Specifically, the assessment showed the two directives to be outdated, failing to take into account the latest sociological and health trends. Amongst other issues, it was found that patients, donors, as well as children born from donated eggs, sperm or embryos, would not be totally protected against preventable risks by the almost 20-year-old provisions which had not kept up with scientific and epidemiological advances. Further deficiencies raised by the impact assessment included different monitoring procedures among Member States (MSs), potential obstacles or blocks to cross-border BTC substance exchange, and lack of a common IT infrastructure across MSs.
In light of these findings, by presenting the revised regulation, the Commission has sought to strengthen patient protection and to broaden the scope of the pre-existing provisions to include new categories of substances among those already disciplined by the framework (such as breast milk or microbiota). Furthermore, in the attempt to guarantee high standards for quality and safety, technical guidelines – created primarily by expert bodies using the most recent available scientific data – will be put into practice.
The Commission underlined in its proposal that while the highest level of safety must be guaranteed, it must also be possible to change the technical rules as needed. This because, the proposal was conceived as an instrument that needed to be fit for the future. Its provisions must be in line with ground-breaking research and innovative technologies in the domain, as innovation develops swiftly and the regulatory framework must follow suit.

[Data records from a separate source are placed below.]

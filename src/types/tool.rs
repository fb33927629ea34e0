//! Function calling types: declared tools, model proposals and dispatch results.

use crate::types::value::{ArgMap, ArgValue};
use serde::{Deserialize, Serialize};

/// Tool advertised to the provider in a request.
#[derive(Debug, Clone, PartialEq, Serialize, Deserialize)]
pub struct ToolDefinition {
    pub name: String,
    #[serde(default, skip_serializing_if = "Option::is_none")]
    pub description: Option<String>,
    /// JSON Schema of the argument object.
    pub parameters: serde_json::Value,
}

/// Model-declared invocation. Immutable once decoded.
#[derive(Debug, Clone, PartialEq, Serialize, Deserialize)]
pub struct FunctionCall {
    /// Provider-assigned call id, when the wire format has one.
    #[serde(default, skip_serializing_if = "Option::is_none")]
    pub id: Option<String>,
    pub name: String,
    #[serde(default)]
    pub arguments: ArgMap,
}

impl FunctionCall {
    pub fn new(name: impl Into<String>, arguments: ArgMap) -> Self {
        Self {
            id: None,
            name: name.into(),
            arguments,
        }
    }

    pub fn with_id(mut self, id: impl Into<String>) -> Self {
        self.id = Some(id.into());
        self
    }
}

/// Why an execution ended the way it did.
#[derive(Debug, Clone, PartialEq, Eq, Serialize, Deserialize)]
#[serde(tag = "status", rename_all = "snake_case")]
pub enum Outcome {
    Completed,
    /// Arguments were missing or could not be coerced unambiguously.
    InvalidArguments { issues: Vec<String> },
    UnknownFunction,
    HandlerFailed,
}

#[derive(Debug, Clone, PartialEq, Serialize, Deserialize)]
pub struct ExecutionResult {
    pub success: bool,
    pub function_name: String,
    #[serde(default, skip_serializing_if = "Option::is_none")]
    pub data: Option<ArgMap>,
    #[serde(default, skip_serializing_if = "Option::is_none")]
    pub error: Option<String>,
    pub outcome: Outcome,
}

impl ExecutionResult {
    pub fn completed(function_name: impl Into<String>, data: ArgMap) -> Self {
        Self {
            success: true,
            function_name: function_name.into(),
            data: Some(data),
            error: None,
            outcome: Outcome::Completed,
        }
    }

    pub fn failed(function_name: impl Into<String>, outcome: Outcome, error: impl Into<String>) -> Self {
        Self {
            success: false,
            function_name: function_name.into(),
            data: None,
            error: Some(error.into()),
            outcome,
        }
    }

    /// Readable rendering for feeding the result back into a conversation.
    pub fn to_context_string(&self) -> String {
        if !self.success {
            return format!(
                "Tool error: {}",
                self.error.as_deref().unwrap_or("unknown failure")
            );
        }
        match &self.data {
            Some(data) => {
                let mut lines = Vec::new();
                format_map(data, 0, &mut lines);
                lines.join("\n")
            }
            None => String::new(),
        }
    }
}

fn format_map(map: &ArgMap, indent: usize, lines: &mut Vec<String>) {
    let prefix = "  ".repeat(indent);
    for (key, value) in map {
        match value {
            ArgValue::Map(inner) => {
                lines.push(format!("{prefix}{key}:"));
                format_map(inner, indent + 1, lines);
            }
            // Long lists are clipped to keep the context compact.
            ArgValue::Array(items) => {
                let shown: Vec<String> = items.iter().take(5).map(scalar_text).collect();
                lines.push(format!("{prefix}{key}: {}", shown.join(", ")));
            }
            other => lines.push(format!("{prefix}{key}: {}", scalar_text(other))),
        }
    }
}

fn scalar_text(value: &ArgValue) -> String {
    match value {
        ArgValue::String(s) => s.clone(),
        ArgValue::Bool(b) => b.to_string(),
        ArgValue::Number(n) => match value.as_i64() {
            Some(i) => i.to_string(),
            None => n.to_string(),
        },
        other => other.to_json().to_string(),
    }
}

Moreover, the proposal aims at contributing to the harmonisation of practices related to SoHO substances within MSs, enabling cross-border exchange, and enhancing patient access to the necessary medications. In addition, gathering data for policy, research and supervision on the availability, quality and safety of SoHO substances is another key measure of the proposal.
Lastly, the proposal establishes the SoHO Coordination Board (SCB) as an advisory body to assist MSs in carrying out the regulation in accordance with the proposal. The SCB will establish industry-wide best practices for inspection and vigilance, offering guidance on whether the regulation is applicable.
Looking at the next steps, the Council and the European Parliament will now hold simultaneous discussions about the proposal presented by the Commission. As the framework is an important further pillar of the European Health Union and a much-awaited initiative within the field of medically assisted reproduction and other substances of human origin (SoHO), the debate surrounding the regulation is expected to be quite lively among legislators.